[[ EXERCISE DATA open ]]
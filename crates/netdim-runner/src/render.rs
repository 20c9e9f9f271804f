//! Plain-text rendering for the CLI and the shell.

use netdim_core::{format_number, Breakdown, NetworkType, ParameterSet, ResultSet};
use netdim_report::{format_amount, Indicators, ProjectRecord};
use std::fmt::Write;

const PLACEHOLDER: &str = "-";

fn row(out: &mut String, label: &str, value: &str) {
    let _ = writeln!(out, "  {:<20} {}", label, value);
}

/// Result card for one network.
pub fn render_results(network: NetworkType, results: &ResultSet, currency: &str) -> String {
    let mut out = String::new();
    let _ = writeln!(out, "[{}] {}", network.name(), network.description());

    let sites = if results.sites > 0 {
        results.sites.to_string()
    } else {
        PLACEHOLDER.to_string()
    };
    let coverage = if results.coverage > 0 {
        format!("{}%", results.coverage)
    } else {
        format!("{}%", PLACEHOLDER)
    };
    let cost = if results.cost > 0 {
        format_amount(results.cost, currency)
    } else {
        PLACEHOLDER.to_string()
    };

    row(&mut out, "Sites nécessaires", &sites);
    row(&mut out, "Capacité totale", &results.capacity.to_string());
    row(&mut out, "Couverture", &coverage);
    row(&mut out, "Coût estimé", &cost);
    row(&mut out, results.extra.label(), &results.extra.to_string());
    out
}

/// Parameter table with current values, units and suggested ranges.
pub fn render_parameters(params: &ParameterSet) -> String {
    let mut out = String::new();
    let _ = writeln!(out, "[{}] parameters", params.network().name());
    for (def, value) in params.entries() {
        let range = def
            .range_label()
            .map(|r| format!("  [{}]", r))
            .unwrap_or_default();
        let _ = writeln!(
            out,
            "  {:<12} {:>10} {:<6} {}{}",
            def.name,
            format_number(value),
            def.unit,
            def.label,
            range
        );
    }
    out
}

/// Intermediate quantities, one per line.
pub fn render_breakdown(breakdown: &Breakdown) -> String {
    let mut out = String::new();
    let _ = writeln!(out, "[{}] breakdown", breakdown.network().name());
    for (name, value) in breakdown.rows() {
        row(&mut out, name, &value);
    }
    out
}

/// Chart data as text.
pub fn render_indicators(indicators: &Indicators) -> String {
    let mut out = String::new();
    let _ = writeln!(out, "  Indicateurs de performance");
    for indicator in &indicators.performance {
        row(&mut out, &indicator.name, &format_number(indicator.value));
    }
    let _ = writeln!(out, "  Dimensionnement");
    for indicator in &indicators.dimensioning {
        row(&mut out, &indicator.name, &format_number(indicator.value));
    }
    row(&mut out, "Sites sur la carte", &indicators.site_icons.to_string());
    out
}

/// Summary of a saved project.
pub fn render_project(record: &ProjectRecord) -> String {
    let mut out = String::new();
    let _ = writeln!(
        out,
        "{} (saved {})",
        record.name,
        record.saved.format("%d/%m/%Y %H:%M:%S UTC")
    );
    out.push_str(&render_parameters(&record.parameters));
    out.push_str(&render_results(
        record.network,
        &record.results,
        &record.metadata.currency,
    ));
    out
}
[[ EXERCISE DATA closed ]]
PROBLEM TO SOLVE:
Each of the lines above should be printed again precisely as it reads.

ANSWER SECTION:
filename crates/netdim-runner/src/render.rs
repository 20c9e9f9f271804f
//! Plain-text rendering for the CLI and the shell.

use netdim_core::{format_number, Breakdown, NetworkType, ParameterSet, ResultSet};
use netdim_report::{format_amount, Indicators, ProjectRecord};
use std::fmt::Write;

const PLACEHOLDER: &str = "-";

fn row(out: &mut String, label: &str, value: &str) {
    let _ = writeln!(out, "  {:<20} {}", label, value);
}

/// Result card for one network.
pub fn render_results(network: NetworkType, results: &ResultSet, currency: &str) -> String {
    let mut out = String::new();
    let _ = writeln!(out, "[{}] {}", network.name(), network.description());

    let sites = if results.sites > 0 {
        results.sites.to_string()
    } else {
        PLACEHOLDER.to_string()
    };
    let coverage = if results.coverage > 0 {
        format!("{}%", results.coverage)
    } else {
        format!("{}%", PLACEHOLDER)
    };
    let cost = if results.cost > 0 {
        format_amount(results.cost, currency)
    } else {
        PLACEHOLDER.to_string()
    };

    row(&mut out, "Sites nécessaires", &sites);
    row(&mut out, "Capacité totale", &results.capacity.to_string());
    row(&mut out, "Couverture", &coverage);
    row(&mut out, "Coût estimé", &cost);
    row(&mut out, results.extra.label(), &results.extra.to_string());
    out
}

/// Parameter table with current values, units and suggested ranges.
pub fn render_parameters(params: &ParameterSet) -> String {
    let mut out = String::new();
    let _ = writeln!(out, "[{}] parameters", params.network().name());
    for (def, value) in params.entries() {
        let range = def
            .range_label()
            .map(|r| format!("  [{}]", r))
            .unwrap_or_default();
        let _ = writeln!(
            out,
            "  {:<12} {:>10} {:<6} {}{}",
            def.name,
            format_number(value),
            def.unit,
            def.label,
            range
        );
    }
    out
}

/// Intermediate quantities, one per line.
pub fn render_breakdown(breakdown: &Breakdown) -> String {
    let mut out = String::new();
    let _ = writeln!(out, "[{}] breakdown", breakdown.network().name());
    for (name, value) in breakdown.rows() {
        row(&mut out, name, &value);
    }
    out
}

/// Chart data as text.
pub fn render_indicators(indicators: &Indicators) -> String {
    let mut out = String::new();
    let _ = writeln!(out, "  Indicateurs de performance");
    for indicator in &indicators.performance {
        row(&mut out, &indicator.name, &format_number(indicator.value));
    }
    let _ = writeln!(out, "  Dimensionnement");
    for indicator in &indicators.dimensioning {
        row(&mut out, &indicator.name, &format_number(indicator.value));
    }
    row(&mut out, "Sites sur la carte", &indicators.site_icons.to_string());
    out
}

/// Summary of a saved project.
pub fn render_project(record: &ProjectRecord) -> String {
    let mut out = String::new();
    let _ = writeln!(
        out,
        "{} (saved {})",
        record.name,
        record.saved.format("%d/%m/%Y %H:%M:%S UTC")
    );
    out.push_str(&render_parameters(&record.parameters));
    out.push_str(&render_results(
        record.network,
        &record.results,
        &record.metadata.currency,
    ));
    out
}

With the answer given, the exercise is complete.